[Dataset records]
-- Opening Marker --
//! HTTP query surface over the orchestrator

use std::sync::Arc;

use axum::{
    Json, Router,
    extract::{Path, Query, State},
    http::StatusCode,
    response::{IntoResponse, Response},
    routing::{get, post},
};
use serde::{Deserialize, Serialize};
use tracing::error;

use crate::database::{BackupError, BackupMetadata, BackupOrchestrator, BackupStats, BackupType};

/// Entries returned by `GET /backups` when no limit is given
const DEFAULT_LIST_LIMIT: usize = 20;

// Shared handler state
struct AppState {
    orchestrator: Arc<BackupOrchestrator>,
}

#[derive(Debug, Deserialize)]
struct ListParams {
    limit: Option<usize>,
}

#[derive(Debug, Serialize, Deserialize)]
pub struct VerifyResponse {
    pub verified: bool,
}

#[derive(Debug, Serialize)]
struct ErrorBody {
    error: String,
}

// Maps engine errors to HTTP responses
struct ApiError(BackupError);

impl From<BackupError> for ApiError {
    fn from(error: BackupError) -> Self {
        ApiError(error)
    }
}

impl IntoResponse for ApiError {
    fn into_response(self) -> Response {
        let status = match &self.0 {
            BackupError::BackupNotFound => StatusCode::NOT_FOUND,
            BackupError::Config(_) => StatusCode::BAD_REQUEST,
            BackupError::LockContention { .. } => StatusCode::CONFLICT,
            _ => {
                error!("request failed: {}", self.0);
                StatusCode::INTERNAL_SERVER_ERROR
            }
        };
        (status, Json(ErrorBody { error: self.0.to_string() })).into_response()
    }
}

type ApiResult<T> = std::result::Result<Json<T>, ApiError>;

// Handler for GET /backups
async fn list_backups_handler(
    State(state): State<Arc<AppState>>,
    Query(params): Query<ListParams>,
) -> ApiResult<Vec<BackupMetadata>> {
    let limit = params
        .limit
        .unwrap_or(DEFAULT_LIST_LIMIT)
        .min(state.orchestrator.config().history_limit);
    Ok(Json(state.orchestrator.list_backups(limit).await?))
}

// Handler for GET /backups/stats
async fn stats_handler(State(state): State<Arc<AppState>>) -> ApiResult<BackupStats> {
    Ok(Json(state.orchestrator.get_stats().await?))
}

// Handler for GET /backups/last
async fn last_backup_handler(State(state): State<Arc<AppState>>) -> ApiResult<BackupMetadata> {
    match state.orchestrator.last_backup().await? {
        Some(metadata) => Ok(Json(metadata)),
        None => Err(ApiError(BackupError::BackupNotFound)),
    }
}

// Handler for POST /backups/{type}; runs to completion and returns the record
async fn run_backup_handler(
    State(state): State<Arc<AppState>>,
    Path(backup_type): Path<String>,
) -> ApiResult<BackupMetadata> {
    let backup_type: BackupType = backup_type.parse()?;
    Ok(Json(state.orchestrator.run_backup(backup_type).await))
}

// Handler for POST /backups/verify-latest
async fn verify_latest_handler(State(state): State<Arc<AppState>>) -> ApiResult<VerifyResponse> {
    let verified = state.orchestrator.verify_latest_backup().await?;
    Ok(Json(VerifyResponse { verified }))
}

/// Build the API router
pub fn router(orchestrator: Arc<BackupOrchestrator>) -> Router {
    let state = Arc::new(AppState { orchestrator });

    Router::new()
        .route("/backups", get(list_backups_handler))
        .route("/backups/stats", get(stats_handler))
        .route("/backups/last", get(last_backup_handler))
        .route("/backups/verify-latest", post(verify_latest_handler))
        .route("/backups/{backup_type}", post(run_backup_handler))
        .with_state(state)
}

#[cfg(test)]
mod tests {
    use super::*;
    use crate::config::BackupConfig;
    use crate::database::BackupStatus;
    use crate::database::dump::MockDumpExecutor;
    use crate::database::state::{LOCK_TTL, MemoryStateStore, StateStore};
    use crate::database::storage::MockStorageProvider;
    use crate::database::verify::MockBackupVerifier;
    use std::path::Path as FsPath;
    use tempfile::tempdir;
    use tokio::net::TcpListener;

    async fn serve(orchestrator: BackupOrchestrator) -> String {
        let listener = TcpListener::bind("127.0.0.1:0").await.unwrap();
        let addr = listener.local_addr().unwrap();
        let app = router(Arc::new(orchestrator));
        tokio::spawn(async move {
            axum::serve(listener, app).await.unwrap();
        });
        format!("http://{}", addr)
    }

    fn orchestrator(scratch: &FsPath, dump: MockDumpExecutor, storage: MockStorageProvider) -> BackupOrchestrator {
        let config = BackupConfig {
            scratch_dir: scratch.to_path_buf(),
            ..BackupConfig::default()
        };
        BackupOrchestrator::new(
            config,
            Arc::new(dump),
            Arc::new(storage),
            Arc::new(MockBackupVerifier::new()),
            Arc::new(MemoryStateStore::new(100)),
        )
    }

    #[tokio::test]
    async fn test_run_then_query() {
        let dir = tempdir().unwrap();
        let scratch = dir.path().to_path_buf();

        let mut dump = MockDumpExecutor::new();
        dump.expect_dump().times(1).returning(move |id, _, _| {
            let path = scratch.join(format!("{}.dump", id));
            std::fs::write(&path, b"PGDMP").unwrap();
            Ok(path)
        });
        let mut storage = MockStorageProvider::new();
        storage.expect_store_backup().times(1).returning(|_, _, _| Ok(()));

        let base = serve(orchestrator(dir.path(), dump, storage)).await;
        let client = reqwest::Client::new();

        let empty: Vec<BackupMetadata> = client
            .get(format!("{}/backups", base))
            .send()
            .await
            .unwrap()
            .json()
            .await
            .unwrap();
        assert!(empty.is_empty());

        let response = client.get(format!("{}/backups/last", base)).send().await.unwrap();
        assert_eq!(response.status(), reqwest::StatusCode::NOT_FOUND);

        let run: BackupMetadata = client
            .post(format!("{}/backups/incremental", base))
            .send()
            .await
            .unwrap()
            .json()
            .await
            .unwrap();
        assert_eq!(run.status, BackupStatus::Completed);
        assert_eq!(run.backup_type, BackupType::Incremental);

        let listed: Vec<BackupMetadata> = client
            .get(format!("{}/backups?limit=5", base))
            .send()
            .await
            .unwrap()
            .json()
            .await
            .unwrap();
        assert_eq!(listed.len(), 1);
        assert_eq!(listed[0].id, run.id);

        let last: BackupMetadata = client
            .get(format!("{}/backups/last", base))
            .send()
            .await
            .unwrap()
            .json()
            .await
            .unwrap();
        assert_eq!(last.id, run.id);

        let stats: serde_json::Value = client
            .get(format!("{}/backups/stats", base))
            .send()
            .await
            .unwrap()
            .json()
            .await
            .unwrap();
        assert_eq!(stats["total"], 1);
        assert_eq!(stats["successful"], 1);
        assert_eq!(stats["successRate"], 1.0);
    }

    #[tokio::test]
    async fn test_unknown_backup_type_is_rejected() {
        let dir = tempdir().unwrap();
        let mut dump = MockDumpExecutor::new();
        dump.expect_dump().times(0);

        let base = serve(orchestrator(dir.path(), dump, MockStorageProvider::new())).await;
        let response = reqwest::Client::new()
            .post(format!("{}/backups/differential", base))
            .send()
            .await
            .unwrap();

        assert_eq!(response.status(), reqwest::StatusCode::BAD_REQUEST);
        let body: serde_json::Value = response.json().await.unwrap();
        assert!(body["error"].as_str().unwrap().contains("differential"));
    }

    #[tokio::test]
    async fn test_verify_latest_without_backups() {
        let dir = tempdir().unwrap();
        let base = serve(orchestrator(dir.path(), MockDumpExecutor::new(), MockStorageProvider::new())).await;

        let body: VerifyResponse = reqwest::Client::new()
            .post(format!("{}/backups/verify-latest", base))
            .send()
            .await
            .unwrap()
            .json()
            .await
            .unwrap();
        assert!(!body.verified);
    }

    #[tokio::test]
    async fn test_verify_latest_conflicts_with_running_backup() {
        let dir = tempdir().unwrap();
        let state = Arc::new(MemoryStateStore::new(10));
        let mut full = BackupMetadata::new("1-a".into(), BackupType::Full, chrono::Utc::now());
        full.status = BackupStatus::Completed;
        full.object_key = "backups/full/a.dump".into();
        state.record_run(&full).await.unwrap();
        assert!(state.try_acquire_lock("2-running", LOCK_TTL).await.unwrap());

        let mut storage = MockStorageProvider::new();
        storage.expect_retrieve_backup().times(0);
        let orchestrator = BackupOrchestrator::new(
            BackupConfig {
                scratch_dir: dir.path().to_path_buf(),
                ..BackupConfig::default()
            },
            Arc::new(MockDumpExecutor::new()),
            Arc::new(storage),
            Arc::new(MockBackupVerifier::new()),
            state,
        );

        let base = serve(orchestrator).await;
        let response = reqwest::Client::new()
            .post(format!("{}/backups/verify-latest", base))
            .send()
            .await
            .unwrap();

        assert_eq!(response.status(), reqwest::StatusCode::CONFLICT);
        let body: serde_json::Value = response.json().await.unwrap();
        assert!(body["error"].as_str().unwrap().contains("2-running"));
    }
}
-- Closing Marker --
What the task requires ->
From the line with "let base = serve(orchestrator).await;" through the last line of the records, set down every line exactly as written and leave out all others.

Exercise answer ->
        let base = serve(orchestrator).await;
        let response = reqwest::Client::new()
            .post(format!("{}/backups/verify-latest", base))
            .send()
            .await
            .unwrap();

        assert_eq!(response.status(), reqwest::StatusCode::CONFLICT);
        let body: serde_json::Value = response.json().await.unwrap();
        assert!(body["error"].as_str().unwrap().contains("2-running"));
    }
}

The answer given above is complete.